*Task statement*:
Starting at the first line of the records below, transcribe each line exactly, ending with the line that contains "use crate::vector::Placement;".

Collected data
• • • • • • •

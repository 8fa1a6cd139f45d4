//! Bitmap marker compositing (§4.F step 5): an already-decoded raster
//! marker (PNG icon) is warped by the placement's scale/rotation affine and
//! composited the same way a raster symbolizer tile is (core-resample +
//! core-pixel).

use core_pixel::blend::blend_premultiplied;
use core_pixel::{BlendMode, PixelBuffer, PixelFormat, Rgba8};
use core_resample::{warp, Filter};
use glam::{Affine2, Vec2};

use crate::vector::Placement;

/// A decoded bitmap marker: pixels plus the anchor (in source pixel space)
/// that lands on the placement point, defaulting to the image's center.
#[derive(Debug, Clone)]
pub struct BitmapMarker {
    pub image: PixelBuffer<Rgba8>,
    pub anchor: (f64, f64),
}

impl BitmapMarker {
    pub fn new(image: PixelBuffer<Rgba8>) -> Self {
        let anchor = (image.width() as f64 / 2.0, image.height() as f64 / 2.0);
        Self { image, anchor }
    }
}

/// Renders `marker` onto `target` at `placement`, scaled by
/// `scale_factor` and rotated by `placement.rotation`, composited with
/// `comp_op` at `opacity` (§4.F step 5).
pub fn render_bitmap_marker(
    marker: &BitmapMarker,
    placement: &Placement,
    scale_factor: f64,
    opacity: f64,
    comp_op: BlendMode,
    target: &mut PixelBuffer<Rgba8>,
) {
    let opacity = opacity.clamp(0.0, 1.0);
    if opacity <= 0.0 || marker.image.width() == 0 || marker.image.height() == 0 {
        return;
    }

    let anchor = placement.anchor_override.unwrap_or(marker.anchor);
    let to_origin = Affine2::from_translation(Vec2::new(-anchor.0 as f32, -anchor.1 as f32));
    let scaled = Affine2::from_scale(Vec2::splat(scale_factor as f32));
    let place = Affine2::from_angle_translation(
        placement.rotation as f32,
        Vec2::new(placement.position.0 as f32, placement.position.1 as f32),
    );
    let src_to_dst = place * scaled * to_origin;

    let half_extent = ((marker.image.width().max(marker.image.height())) as f64 * scale_factor * 1.5).ceil() as i64;
    let tile_size = (half_extent.max(1) * 2) as u32;
    let mut tile: PixelBuffer<Rgba8> = PixelBuffer::new(tile_size, tile_size);
    let tile_offset = Affine2::from_translation(Vec2::new(half_extent as f32, half_extent as f32));
    let tile_transform = tile_offset * src_to_dst;
    warp(&mut tile, &marker.image, tile_transform, Filter::Bilinear, None);

    let dst_x0 = placement.position.0.round() as i64 - half_extent;
    let dst_y0 = placement.position.1.round() as i64 - half_extent;

    for ty in 0..tile.height() {
        let dst_y = dst_y0 + ty as i64;
        if dst_y < 0 || dst_y as u32 >= target.height() {
            continue;
        }
        for tx in 0..tile.width() {
            let dst_x = dst_x0 + tx as i64;
            if dst_x < 0 || dst_x as u32 >= target.width() {
                continue;
            }
            let mut sp = tile.get(tx, ty).expect("tile bounds checked").to_components_f32();
            sp[3] *= opacity as f32;
            sp[0] *= opacity as f32;
            sp[1] *= opacity as f32;
            sp[2] *= opacity as f32;
            if sp[3] <= 0.0 {
                continue;
            }
            let dp = target.get(dst_x as u32, dst_y as u32).expect("target bounds checked").to_components_f32();
            let out = blend_premultiplied(comp_op, sp, dp);
            target.set(dst_x as u32, dst_y as u32, Rgba8::from_components_f32(out));
        }
    }
}
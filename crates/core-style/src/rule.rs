//! A `Rule`: a scale window, an optional filter, and the symbolizers that
//! fire when both match (§3, §4.I step 2).

use crate::filter::Filter;
use crate::symbolizer::Symbolizer;

#[derive(Debug, Clone)]
pub struct Rule {
    pub filter: Filter,
    pub symbolizers: Vec<Symbolizer>,
    pub min_scale_denominator: f64,
    pub max_scale_denominator: f64,
    /// A rule with no explicit filter and `else_filter = true` fires only
    /// when every sibling rule with a real filter failed to match (§3 "else
    /// filter": the fallback clause of a rule group).
    pub else_filter: bool,
}

impl Default for Rule {
    fn default() -> Self {
        Self {
            filter: Filter::True,
            symbolizers: Vec::new(),
            min_scale_denominator: 0.0,
            max_scale_denominator: f64::MAX,
            else_filter: false,
        }
    }
}

impl Rule {
    pub fn in_scale(&self, scale_denominator: f64) -> bool {
        scale_denominator >= self.min_scale_denominator && scale_denominator < self.max_scale_denominator
    }

    pub fn referenced_attrs(&self, out: &mut Vec<String>) {
        self.filter.referenced_attrs(out);
        for sym in &self.symbolizers {
            sym.referenced_attrs(out);
        }
    }
}

/// Gathers the attribute names a style's rules need, so a layer query can
/// request a narrower `PropertyNames::Only` projection (§4.I step 2b, §6).
#[derive(Debug, Default)]
pub struct AttributeCollector {
    names: Vec<String>,
}

impl AttributeCollector {
    pub fn new() -> Self {
        Self::default()
    }

    pub fn visit_rule(&mut self, rule: &Rule) {
        rule.referenced_attrs(&mut self.names);
    }

    /// Deduplicated attribute names collected so far.
    pub fn into_names(mut self) -> Vec<String> {
        self.names.sort();
        self.names.dedup();
        self.names
    }
}
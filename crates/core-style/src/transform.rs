//! The `transform` symbolizer property (§4.C.2, §6): a per-feature affine
//! applied before the map's view transform. The SVG-transform-syntax
//! *text* grammar mapnik parses this from is the same kind of external
//! "expression parsing" concern spec.md §1 excludes; `Transform` is the
//! value that grammar would produce, built directly by a caller (a style
//! loader sits above this crate and is out of scope).

use glam::{Affine2, Vec2};

#[derive(Debug, Clone)]
pub enum Transform {
    Identity,
    Translate(f64, f64),
    Scale(f64, f64),
    Rotate(f64),
    Matrix(Affine2),
    Compose(Vec<Transform>),
}

impl Default for Transform {
    fn default() -> Self {
        Transform::Identity
    }
}

impl Transform {
    pub fn to_affine(&self) -> Affine2 {
        match self {
            Transform::Identity => Affine2::IDENTITY,
            Transform::Translate(x, y) => Affine2::from_translation(Vec2::new(*x as f32, *y as f32)),
            Transform::Scale(x, y) => Affine2::from_scale(Vec2::new(*x as f32, *y as f32)),
            Transform::Rotate(radians) => Affine2::from_angle(*radians as f32),
            Transform::Matrix(m) => *m,
            Transform::Compose(parts) => parts
                .iter()
                .fold(Affine2::IDENTITY, |acc, part| part.to_affine() * acc),
        }
    }
}

#[cfg(test)]
mod tests {
    use super::*;

    #[test]
    fn identity_is_a_no_op() {
        let p = Transform::Identity.to_affine().transform_point2(Vec2::new(3.0, 4.0));
        assert_eq!(p, Vec2::new(3.0, 4.0));
    }

    #[test]
    fn compose_applies_left_to_right() {
        let t = Transform::Compose(vec![Transform::Translate(10.0, 0.0), Transform::Scale(2.0, 2.0)]);
        let p = t.to_affine().transform_point2(Vec2::new(1.0, 1.0));
        // translate first (1+10, 1), then scale by 2 -> (22, 2)
        assert_eq!(p, Vec2::new(22.0, 2.0));
    }
}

• • • • • • •

*Answer space*:
repository 8fa1a6cd139f45d4
//! Bitmap marker compositing (§4.F step 5): an already-decoded raster
//! marker (PNG icon) is warped by the placement's scale/rotation affine and
//! composited the same way a raster symbolizer tile is (core-resample +
//! core-pixel).

use core_pixel::blend::blend_premultiplied;
use core_pixel::{BlendMode, PixelBuffer, PixelFormat, Rgba8};
use core_resample::{warp, Filter};
use glam::{Affine2, Vec2};

use crate::vector::Placement;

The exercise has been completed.